Pero los misioneros son el peligro más grande. Su objetivo a fin de cuentas es precisamente entrar en contacto con los pueblos aislados con el fin de evangelizarlos. Se sospecha que el misionero estadounidense Andrew Tonkin, oriundo de Carolina del Norte, de la organización evangélica Frontier International, pretende contactar con tribus aisladas en el Valle de Javari, un área con una superficie parecida a Austria, cerca de la frontera de Perú, pese al elevado peligro de contagio en estos momentos. “Tienen drones y GPS para hacer contacto”, afirmó Lucas Marrubio, un líder indígena del valle, en declaraciones a la página web de noticias ambientales Mongabay. Dieciséis de los grupos indígenas en el Valle de Javari –que abarca los estados de Acre y Amazonas– son pueblos aislados.

“Yo he conocido a varios misioneros de Nuevas Tribus y no son las personas indicadas para hacer el primer contacto”, me explicó Antonio Apurinã, líder político de la tribu apurinã.

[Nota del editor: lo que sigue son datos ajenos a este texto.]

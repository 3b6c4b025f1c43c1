//! LeadLens - leadership KPI engine
//!
//! Validates raw tabular rows, narrows them with declarative filters and
//! computes KPIs (mean, sum, count, min, max, percent change over period)
//! grouped by subject, category or metric. Rendering is left to callers;
//! the [`report`] module offers Markdown and JSON output for batch use.
//!
//! ```no_run
//! use leadlens::analysis::{Aggregation, GroupKey, KpiRequest};
//! use leadlens::pipeline::{run, Query};
//! use leadlens::schema::Schema;
//!
//! # fn rows() -> Vec<leadlens::models::RawRow> { Vec::new() }
//! let query = Query {
//!     kpis: vec![KpiRequest::new(Aggregation::Mean).grouped_by(GroupKey::Category)],
//!     ..Query::default()
//! };
//! let response = run(&rows(), &query, &Schema::default()).unwrap();
//! println!("{} rows rejected", response.rejected.len());
//! ```

pub mod analysis;
pub mod filter;
pub mod loader;
pub mod models;
pub mod pipeline;
pub mod report;
pub mod schema;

Ya había provocado consternación la decisión del gobierno de Bolsonaro de mandar un equipo de evangélicos a “investigar la salud mental” de los zuruahã, un pueblo semiaislado que habita territorio en la orilla del río Purús. La Secretaria Especial de la Salud Indígena (Sesai), con el apoyo de la excéntrica ministra evangélica Damares Alves, incluyó a dos zuruahã ya convertidos al evangelismo en la expedición para investigar una serie de suicidios en la aldea de los Zuruahã.

Uno de estos indígenas –misioneros de Jocum, la filial brasileña de Youth with a Missión– achacó los suicidios “a falta de esperanza y la falta de evangelio”. (En realidad, tienen que ver con ritos tradicionales que a veces incluyen el auto envenenamiento).

La expedición fue cancelada tras advertencias de la Fiscalía federal de que los misioneros “no siguieron los protocolos de cuarentena exigidos para actividades próximas a pueblos indígenas de reciente contacto”.

Bolsonaro ha minimizado el peligro de la pandemia y sus aliados en la derecha evangélica han calificado como 'histeria obra de Satanás' las advertencias de la OMS

Los evangélicos están muy presentes en las tribus ya contactadas. Unos 100 de los 451 habitantes de la aldea indígena apurinã/humanari, cerca de Boca do Acre, ya son evangélicos. En medio del pueblo, se está construyendo un templo evangélico de ladrillo. “Es difícil. El pueblo está dividido. No soy evangélico pero hay que buscar una convivencia”, dijo el cacique Manary durante nuestra visita.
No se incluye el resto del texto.